■ What is being asked:
The job is to find each line of the records below that includes the word "RiskFactor" and copy it.
Segment Start: Data
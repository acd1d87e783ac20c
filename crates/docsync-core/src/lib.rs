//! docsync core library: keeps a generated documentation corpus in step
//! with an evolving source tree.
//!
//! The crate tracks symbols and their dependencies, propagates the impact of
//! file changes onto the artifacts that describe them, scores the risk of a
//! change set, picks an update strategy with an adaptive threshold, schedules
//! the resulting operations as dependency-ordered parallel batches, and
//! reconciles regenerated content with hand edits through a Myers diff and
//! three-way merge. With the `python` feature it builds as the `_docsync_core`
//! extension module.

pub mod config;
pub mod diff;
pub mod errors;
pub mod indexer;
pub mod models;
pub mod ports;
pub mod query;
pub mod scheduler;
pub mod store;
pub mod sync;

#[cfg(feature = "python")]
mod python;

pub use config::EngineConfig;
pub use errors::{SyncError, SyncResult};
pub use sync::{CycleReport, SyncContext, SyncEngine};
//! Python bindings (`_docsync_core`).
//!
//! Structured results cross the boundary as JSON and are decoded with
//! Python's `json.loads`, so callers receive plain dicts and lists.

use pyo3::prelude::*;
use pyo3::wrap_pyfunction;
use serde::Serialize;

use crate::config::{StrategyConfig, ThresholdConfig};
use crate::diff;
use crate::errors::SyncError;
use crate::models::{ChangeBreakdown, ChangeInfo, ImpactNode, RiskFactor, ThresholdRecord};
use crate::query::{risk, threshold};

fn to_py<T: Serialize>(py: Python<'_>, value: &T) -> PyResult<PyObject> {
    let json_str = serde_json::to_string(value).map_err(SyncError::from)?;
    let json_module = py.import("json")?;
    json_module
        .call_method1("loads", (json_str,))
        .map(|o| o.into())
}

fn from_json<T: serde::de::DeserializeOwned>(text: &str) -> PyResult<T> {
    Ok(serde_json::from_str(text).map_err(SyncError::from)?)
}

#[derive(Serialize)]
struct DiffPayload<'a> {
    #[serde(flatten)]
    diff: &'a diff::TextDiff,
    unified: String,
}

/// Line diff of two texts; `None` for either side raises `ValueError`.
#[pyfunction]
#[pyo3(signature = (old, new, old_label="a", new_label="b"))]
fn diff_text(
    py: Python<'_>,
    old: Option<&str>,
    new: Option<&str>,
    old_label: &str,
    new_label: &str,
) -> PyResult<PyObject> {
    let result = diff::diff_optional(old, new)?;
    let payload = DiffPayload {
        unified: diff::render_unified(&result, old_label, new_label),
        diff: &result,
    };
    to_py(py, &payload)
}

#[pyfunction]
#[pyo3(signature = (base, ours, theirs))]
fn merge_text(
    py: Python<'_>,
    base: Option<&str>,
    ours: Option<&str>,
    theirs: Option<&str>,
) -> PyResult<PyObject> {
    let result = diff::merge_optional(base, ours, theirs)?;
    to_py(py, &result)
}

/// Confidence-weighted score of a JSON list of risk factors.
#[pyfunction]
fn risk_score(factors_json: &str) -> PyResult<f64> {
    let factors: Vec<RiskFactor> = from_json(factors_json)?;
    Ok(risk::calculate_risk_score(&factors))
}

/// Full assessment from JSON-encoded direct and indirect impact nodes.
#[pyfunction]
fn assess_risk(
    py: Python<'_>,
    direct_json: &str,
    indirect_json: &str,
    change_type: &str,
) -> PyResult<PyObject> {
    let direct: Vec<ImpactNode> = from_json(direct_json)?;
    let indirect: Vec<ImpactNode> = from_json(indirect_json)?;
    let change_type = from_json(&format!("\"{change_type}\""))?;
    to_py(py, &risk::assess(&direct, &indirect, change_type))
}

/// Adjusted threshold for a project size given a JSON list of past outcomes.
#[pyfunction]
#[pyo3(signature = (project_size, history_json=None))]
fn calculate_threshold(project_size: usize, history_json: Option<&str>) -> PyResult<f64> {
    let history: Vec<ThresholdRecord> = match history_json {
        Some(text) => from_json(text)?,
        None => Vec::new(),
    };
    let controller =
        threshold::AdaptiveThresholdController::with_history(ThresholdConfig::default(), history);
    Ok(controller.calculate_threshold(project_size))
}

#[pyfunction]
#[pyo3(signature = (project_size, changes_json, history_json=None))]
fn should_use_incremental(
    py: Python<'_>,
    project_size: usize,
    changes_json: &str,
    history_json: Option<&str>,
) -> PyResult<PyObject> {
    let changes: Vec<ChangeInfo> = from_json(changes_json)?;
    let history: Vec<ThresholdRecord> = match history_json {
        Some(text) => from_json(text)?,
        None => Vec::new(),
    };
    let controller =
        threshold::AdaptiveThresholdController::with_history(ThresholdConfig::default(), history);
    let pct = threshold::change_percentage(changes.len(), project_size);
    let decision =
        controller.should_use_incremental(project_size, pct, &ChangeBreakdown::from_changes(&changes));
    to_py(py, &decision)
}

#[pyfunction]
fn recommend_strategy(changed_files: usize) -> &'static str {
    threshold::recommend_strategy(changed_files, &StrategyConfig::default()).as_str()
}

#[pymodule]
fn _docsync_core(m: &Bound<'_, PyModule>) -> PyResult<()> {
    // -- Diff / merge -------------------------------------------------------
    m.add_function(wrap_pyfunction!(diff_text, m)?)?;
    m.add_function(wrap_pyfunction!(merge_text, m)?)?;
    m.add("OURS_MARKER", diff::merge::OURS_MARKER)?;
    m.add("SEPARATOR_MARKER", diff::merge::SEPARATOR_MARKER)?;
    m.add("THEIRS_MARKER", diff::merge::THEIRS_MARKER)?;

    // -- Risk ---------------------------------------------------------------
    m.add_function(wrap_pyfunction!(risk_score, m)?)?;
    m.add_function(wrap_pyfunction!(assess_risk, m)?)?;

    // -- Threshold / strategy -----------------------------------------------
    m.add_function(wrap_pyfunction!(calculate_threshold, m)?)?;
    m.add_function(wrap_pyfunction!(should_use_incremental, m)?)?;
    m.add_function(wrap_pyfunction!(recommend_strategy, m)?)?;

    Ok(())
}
Segment End: Data
■ Task solution:
use crate::models::{ChangeBreakdown, ChangeInfo, ImpactNode, RiskFactor, ThresholdRecord};
    let factors: Vec<RiskFactor> = from_json(factors_json)?;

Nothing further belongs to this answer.